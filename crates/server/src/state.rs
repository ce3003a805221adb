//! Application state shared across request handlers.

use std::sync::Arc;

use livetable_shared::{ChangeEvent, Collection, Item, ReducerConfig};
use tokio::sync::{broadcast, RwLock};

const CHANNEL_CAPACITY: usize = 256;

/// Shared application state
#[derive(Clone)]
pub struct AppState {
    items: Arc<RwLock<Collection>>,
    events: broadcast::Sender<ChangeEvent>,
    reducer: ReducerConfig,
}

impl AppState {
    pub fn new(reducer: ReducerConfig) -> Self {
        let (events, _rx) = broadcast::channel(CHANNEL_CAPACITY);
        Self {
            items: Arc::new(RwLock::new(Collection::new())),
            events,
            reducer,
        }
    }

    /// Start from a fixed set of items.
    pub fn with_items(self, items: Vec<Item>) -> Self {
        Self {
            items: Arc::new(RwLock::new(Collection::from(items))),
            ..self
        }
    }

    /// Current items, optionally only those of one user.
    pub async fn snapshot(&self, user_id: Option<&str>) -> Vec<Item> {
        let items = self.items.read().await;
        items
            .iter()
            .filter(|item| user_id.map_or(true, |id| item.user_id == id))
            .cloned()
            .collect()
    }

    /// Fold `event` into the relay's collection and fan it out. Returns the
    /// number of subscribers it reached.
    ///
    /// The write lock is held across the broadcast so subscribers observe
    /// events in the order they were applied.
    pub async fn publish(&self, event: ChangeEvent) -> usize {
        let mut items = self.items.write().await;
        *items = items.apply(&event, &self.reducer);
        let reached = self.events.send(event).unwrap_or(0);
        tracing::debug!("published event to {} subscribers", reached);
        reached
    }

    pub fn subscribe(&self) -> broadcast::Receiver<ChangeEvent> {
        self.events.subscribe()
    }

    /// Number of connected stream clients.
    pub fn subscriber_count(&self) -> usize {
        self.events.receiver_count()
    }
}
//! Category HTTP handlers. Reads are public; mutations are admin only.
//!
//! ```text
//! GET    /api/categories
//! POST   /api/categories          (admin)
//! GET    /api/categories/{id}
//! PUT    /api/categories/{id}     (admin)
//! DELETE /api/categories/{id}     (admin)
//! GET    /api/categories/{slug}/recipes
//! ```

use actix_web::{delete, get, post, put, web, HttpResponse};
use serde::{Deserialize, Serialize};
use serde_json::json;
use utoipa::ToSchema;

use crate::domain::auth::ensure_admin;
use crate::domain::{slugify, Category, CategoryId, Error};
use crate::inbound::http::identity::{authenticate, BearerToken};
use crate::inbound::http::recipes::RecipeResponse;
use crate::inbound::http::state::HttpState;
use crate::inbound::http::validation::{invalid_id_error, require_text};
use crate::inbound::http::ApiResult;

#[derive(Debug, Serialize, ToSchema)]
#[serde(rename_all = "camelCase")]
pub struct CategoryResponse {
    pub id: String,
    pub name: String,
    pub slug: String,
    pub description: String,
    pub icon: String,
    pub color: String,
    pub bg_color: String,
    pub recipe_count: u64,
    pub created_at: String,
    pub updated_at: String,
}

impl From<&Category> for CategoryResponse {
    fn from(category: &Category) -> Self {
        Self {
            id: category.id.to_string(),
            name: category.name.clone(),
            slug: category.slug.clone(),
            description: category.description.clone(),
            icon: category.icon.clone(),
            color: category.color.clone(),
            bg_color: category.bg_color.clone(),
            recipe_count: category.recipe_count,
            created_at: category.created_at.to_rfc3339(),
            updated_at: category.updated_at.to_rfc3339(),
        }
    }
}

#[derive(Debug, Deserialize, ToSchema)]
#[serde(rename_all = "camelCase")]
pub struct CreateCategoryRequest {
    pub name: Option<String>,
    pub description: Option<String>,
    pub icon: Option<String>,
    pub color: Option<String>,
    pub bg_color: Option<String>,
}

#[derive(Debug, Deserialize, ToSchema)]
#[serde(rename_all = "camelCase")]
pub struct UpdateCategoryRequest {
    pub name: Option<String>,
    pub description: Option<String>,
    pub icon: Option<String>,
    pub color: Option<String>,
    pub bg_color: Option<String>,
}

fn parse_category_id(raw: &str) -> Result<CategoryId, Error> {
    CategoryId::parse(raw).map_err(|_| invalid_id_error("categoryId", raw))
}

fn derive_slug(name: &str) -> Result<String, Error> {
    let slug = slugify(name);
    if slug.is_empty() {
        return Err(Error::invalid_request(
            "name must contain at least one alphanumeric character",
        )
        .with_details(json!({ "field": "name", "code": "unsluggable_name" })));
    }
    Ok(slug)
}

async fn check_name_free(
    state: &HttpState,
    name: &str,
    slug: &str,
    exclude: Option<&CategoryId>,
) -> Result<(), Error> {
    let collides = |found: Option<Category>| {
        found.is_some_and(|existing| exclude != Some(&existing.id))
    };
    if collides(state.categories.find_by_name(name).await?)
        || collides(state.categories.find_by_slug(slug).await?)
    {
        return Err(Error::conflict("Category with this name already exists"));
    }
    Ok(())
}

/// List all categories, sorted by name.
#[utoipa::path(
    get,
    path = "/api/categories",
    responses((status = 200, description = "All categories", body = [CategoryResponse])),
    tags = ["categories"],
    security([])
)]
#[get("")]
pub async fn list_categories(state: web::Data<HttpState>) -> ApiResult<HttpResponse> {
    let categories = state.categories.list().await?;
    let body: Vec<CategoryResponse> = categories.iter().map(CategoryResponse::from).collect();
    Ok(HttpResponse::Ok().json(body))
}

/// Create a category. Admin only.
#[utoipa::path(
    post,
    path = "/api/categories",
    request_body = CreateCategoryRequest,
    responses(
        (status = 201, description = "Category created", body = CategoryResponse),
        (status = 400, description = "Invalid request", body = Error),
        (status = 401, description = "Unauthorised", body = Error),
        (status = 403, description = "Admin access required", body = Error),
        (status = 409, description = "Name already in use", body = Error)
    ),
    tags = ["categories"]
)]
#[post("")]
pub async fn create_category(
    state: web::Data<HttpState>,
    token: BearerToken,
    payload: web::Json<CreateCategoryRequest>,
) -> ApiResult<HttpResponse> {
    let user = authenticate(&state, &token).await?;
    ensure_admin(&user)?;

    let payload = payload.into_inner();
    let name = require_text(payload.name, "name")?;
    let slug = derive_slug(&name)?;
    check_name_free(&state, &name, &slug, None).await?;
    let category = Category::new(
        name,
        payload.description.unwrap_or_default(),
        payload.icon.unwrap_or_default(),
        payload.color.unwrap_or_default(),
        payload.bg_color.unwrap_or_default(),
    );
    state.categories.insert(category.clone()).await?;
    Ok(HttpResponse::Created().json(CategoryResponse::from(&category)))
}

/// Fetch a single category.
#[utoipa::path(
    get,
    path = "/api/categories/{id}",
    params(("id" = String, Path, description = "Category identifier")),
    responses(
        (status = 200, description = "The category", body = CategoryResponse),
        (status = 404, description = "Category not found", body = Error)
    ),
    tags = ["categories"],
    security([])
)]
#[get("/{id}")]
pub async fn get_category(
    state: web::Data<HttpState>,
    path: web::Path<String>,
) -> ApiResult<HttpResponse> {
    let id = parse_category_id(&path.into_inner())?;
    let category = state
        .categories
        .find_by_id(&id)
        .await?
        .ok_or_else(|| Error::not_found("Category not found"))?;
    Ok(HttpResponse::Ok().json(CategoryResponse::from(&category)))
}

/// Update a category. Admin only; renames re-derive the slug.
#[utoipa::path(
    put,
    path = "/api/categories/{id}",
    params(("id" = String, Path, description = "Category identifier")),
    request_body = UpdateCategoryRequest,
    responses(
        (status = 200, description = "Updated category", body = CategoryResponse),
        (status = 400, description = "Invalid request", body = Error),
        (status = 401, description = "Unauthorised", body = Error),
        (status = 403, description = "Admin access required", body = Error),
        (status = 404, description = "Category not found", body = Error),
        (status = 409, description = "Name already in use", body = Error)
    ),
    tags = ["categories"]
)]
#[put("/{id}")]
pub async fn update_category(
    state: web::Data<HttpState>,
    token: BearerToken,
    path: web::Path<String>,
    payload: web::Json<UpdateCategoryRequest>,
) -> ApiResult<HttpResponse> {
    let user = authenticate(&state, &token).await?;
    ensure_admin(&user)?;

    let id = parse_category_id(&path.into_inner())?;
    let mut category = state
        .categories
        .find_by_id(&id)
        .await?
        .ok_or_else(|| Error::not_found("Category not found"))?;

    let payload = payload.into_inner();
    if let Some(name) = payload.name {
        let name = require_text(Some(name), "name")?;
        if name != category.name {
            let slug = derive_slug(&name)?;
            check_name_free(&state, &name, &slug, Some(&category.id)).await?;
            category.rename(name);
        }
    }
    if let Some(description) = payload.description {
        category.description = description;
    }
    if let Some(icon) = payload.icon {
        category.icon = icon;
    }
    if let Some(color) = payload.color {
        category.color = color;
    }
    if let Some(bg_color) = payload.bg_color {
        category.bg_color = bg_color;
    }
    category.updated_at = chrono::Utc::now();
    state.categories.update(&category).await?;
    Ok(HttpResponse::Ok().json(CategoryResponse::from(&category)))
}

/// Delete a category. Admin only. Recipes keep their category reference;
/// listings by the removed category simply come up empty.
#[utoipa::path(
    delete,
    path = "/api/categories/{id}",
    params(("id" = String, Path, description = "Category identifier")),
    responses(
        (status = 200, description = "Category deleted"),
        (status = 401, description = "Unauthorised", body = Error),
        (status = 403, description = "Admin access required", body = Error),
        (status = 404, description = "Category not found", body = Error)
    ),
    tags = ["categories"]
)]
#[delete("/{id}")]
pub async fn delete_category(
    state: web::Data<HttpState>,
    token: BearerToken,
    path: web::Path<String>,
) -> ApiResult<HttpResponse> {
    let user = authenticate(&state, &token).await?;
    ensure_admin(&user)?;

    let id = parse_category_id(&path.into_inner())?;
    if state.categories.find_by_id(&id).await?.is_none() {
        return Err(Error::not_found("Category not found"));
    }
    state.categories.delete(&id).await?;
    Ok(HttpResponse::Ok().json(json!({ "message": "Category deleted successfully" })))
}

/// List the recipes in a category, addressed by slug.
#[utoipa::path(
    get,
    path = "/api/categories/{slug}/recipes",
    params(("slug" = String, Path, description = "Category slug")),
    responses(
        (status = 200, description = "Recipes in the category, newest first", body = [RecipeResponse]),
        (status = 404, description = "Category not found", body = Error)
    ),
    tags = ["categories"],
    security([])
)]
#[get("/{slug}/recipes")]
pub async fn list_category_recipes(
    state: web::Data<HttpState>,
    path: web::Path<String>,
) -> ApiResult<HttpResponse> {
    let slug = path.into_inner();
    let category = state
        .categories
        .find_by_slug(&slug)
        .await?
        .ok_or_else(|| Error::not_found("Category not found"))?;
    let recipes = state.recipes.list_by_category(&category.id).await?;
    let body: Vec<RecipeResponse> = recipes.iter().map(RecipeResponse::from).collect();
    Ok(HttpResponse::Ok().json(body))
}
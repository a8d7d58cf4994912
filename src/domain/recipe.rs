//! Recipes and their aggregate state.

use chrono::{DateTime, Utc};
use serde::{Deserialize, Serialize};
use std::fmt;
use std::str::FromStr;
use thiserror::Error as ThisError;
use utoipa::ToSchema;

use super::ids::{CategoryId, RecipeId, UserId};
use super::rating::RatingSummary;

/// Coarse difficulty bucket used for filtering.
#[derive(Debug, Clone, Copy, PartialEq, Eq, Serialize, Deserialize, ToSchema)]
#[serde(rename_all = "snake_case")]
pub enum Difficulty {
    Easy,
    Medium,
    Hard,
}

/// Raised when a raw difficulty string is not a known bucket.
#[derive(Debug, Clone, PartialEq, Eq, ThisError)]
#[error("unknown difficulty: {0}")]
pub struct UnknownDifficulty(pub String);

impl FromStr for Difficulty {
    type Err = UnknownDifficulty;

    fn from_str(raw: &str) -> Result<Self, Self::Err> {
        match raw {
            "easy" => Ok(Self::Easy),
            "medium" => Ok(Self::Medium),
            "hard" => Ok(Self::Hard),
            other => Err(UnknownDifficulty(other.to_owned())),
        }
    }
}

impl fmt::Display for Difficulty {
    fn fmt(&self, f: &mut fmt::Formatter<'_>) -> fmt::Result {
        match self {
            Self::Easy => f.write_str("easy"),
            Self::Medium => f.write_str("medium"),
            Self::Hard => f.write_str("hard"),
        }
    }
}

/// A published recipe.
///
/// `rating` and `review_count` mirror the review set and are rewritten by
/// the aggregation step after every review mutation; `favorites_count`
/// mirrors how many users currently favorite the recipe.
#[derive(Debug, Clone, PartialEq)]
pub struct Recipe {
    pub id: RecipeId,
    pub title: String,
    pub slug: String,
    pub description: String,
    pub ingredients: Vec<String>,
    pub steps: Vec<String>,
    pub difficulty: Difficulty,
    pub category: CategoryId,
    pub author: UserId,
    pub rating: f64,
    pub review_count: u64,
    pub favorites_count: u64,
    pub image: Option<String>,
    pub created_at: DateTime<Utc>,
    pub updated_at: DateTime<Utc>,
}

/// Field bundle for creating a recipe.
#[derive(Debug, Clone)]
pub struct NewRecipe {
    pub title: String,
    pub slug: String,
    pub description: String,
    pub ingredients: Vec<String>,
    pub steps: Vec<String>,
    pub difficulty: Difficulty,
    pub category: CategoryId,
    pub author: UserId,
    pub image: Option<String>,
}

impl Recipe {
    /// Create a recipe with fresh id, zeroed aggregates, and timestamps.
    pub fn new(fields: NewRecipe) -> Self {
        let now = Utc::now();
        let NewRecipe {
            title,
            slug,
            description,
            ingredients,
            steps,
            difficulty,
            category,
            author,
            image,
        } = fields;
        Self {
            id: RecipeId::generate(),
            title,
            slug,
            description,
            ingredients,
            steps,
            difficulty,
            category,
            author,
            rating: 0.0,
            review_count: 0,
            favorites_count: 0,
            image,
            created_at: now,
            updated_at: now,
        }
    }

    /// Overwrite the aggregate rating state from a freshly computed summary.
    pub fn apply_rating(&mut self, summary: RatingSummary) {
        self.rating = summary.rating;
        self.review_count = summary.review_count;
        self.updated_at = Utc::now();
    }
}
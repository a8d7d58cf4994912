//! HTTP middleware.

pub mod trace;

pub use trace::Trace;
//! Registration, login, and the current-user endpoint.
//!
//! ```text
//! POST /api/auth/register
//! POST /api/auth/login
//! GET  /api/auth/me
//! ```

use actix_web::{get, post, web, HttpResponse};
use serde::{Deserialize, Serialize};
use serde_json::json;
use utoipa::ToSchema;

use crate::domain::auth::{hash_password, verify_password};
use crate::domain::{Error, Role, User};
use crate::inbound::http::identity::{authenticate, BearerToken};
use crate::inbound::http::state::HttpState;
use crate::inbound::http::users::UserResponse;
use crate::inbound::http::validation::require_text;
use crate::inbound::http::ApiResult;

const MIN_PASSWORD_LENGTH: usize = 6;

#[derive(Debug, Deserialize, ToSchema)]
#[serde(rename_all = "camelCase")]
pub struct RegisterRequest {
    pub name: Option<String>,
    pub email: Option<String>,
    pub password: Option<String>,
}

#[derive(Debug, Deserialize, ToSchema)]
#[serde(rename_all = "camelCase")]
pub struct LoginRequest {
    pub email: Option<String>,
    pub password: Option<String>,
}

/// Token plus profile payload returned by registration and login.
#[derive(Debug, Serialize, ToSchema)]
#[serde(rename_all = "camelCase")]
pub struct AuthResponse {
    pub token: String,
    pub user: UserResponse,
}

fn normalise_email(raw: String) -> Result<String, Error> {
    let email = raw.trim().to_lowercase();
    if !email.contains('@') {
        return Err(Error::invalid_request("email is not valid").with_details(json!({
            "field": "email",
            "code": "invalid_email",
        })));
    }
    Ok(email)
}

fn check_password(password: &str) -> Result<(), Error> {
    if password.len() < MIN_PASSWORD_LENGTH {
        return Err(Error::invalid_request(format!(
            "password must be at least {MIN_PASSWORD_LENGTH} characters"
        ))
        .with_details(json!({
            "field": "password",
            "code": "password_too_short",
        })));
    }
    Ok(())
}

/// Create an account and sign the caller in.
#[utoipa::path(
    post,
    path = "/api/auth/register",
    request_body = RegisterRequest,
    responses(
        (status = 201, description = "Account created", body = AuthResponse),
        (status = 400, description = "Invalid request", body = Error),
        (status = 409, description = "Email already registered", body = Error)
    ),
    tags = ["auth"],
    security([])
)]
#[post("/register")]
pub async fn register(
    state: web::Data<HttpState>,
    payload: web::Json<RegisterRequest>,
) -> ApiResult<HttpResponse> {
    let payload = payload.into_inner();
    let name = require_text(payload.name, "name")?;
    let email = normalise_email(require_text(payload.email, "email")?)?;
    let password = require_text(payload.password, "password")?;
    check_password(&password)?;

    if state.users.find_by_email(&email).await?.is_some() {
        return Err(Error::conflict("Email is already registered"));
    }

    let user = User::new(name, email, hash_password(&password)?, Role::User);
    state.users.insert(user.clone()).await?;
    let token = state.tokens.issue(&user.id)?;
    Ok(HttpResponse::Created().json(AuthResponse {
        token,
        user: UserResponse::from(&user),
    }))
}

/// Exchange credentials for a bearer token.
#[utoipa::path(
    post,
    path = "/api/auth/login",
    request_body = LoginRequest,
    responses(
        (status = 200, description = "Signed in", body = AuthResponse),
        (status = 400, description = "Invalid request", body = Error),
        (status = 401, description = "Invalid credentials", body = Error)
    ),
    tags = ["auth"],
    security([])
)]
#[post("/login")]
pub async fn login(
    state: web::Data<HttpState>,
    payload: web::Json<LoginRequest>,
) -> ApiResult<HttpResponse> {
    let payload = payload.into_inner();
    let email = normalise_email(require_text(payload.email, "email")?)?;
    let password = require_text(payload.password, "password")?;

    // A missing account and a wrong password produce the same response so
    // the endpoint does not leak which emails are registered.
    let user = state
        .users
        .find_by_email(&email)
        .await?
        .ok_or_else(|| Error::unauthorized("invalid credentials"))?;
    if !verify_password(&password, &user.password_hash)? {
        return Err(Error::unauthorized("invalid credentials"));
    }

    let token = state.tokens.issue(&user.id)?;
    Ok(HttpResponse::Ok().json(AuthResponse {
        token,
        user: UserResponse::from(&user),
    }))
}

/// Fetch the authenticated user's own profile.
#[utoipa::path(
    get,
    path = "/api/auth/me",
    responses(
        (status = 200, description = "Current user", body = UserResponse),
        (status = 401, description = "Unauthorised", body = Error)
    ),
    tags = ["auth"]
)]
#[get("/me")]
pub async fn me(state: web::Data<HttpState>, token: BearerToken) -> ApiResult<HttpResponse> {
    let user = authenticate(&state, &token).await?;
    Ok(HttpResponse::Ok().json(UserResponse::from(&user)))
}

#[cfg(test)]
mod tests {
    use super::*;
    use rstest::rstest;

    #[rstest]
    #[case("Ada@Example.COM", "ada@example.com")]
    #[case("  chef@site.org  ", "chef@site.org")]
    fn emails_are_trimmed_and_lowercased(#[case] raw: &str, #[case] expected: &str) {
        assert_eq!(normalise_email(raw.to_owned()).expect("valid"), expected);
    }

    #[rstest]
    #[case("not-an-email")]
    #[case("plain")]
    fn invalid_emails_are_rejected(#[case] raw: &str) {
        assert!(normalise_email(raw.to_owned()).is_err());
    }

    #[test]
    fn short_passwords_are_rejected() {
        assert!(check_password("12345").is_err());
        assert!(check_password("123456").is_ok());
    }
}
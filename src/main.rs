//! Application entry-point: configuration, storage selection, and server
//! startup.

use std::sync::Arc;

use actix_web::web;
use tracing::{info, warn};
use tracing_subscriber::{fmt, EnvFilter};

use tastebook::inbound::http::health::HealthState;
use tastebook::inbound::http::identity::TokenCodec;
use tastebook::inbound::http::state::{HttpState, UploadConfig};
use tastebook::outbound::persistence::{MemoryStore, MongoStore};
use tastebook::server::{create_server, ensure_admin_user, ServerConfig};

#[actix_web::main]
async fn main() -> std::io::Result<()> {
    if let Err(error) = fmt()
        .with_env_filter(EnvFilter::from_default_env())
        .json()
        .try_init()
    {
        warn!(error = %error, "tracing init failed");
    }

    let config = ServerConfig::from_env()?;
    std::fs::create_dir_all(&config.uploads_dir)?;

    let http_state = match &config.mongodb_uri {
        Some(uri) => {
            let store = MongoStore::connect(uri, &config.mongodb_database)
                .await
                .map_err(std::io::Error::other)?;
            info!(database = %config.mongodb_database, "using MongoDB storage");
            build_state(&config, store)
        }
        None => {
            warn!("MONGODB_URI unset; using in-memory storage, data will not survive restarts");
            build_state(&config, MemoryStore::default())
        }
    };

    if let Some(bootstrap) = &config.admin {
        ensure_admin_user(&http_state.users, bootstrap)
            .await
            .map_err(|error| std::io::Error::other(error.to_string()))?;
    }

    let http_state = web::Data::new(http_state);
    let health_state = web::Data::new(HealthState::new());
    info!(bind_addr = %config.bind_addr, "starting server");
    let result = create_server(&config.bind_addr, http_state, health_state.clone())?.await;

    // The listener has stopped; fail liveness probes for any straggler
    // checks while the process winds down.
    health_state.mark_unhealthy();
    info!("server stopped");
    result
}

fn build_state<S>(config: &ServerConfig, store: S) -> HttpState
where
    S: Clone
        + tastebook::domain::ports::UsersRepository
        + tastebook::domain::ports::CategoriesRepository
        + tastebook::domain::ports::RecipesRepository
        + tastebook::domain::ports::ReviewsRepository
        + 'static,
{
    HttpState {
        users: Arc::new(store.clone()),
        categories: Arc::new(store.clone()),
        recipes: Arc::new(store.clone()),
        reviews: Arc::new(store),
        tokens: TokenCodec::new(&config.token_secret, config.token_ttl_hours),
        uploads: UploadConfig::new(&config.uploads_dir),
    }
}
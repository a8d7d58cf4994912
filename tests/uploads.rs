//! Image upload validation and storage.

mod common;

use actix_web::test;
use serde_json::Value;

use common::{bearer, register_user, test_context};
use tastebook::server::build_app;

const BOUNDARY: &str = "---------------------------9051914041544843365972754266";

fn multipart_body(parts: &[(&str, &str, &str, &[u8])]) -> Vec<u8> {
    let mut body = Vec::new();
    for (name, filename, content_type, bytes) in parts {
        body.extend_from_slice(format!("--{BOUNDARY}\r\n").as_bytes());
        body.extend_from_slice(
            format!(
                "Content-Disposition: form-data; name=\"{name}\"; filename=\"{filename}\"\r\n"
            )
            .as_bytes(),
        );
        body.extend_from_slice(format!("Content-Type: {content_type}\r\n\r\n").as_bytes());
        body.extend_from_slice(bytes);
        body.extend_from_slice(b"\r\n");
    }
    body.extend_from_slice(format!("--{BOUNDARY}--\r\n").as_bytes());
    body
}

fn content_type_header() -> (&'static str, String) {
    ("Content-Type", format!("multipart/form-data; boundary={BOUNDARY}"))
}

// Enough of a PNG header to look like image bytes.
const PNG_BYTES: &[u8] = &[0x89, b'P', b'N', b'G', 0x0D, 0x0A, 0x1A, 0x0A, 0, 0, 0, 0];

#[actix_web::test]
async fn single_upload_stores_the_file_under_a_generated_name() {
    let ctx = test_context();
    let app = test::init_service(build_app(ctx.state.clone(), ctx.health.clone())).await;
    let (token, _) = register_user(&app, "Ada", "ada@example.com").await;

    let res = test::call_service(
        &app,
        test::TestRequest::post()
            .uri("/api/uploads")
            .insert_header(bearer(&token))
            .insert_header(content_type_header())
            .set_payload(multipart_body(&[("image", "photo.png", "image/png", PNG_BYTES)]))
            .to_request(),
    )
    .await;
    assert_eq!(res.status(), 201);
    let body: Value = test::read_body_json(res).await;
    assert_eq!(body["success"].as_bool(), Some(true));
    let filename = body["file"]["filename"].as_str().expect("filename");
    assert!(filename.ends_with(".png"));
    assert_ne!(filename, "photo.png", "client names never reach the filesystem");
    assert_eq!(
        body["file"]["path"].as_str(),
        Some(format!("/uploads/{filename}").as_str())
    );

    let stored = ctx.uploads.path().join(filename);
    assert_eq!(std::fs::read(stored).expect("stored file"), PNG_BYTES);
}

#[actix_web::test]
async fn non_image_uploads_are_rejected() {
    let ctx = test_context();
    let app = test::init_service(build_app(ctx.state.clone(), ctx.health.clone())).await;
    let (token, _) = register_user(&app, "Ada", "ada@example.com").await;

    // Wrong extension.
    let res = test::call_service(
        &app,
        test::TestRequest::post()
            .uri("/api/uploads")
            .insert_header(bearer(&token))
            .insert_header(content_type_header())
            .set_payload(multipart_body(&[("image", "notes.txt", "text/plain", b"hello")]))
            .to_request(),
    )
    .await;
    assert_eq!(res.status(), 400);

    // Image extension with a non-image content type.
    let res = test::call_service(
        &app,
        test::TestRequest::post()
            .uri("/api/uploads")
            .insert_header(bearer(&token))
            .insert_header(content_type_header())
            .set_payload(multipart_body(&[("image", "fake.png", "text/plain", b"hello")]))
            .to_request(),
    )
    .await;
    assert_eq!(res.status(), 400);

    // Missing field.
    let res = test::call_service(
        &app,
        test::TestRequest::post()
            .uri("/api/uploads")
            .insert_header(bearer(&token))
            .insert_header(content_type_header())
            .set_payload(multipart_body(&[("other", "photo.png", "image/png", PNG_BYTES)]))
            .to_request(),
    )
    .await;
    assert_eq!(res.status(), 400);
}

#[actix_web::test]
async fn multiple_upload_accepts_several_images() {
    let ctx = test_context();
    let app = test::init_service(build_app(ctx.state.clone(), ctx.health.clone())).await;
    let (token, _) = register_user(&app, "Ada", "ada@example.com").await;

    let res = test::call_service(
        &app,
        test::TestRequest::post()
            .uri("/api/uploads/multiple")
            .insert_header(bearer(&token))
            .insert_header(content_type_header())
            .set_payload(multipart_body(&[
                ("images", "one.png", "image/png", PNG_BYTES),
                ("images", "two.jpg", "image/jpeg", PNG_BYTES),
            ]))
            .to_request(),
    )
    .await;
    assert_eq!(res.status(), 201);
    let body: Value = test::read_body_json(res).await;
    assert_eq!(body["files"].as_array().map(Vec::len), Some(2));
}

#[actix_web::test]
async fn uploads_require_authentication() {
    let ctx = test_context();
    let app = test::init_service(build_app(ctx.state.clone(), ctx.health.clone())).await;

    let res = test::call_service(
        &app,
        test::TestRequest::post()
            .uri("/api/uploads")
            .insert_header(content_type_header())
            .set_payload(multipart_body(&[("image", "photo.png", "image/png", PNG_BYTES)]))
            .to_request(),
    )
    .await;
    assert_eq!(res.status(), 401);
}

****************

PROBLEM TO WORK ON.
Go through the records and copy each line with "static" in it.

REPLY.
        + 'static,
fn content_type_header() -> (&'static str, String) {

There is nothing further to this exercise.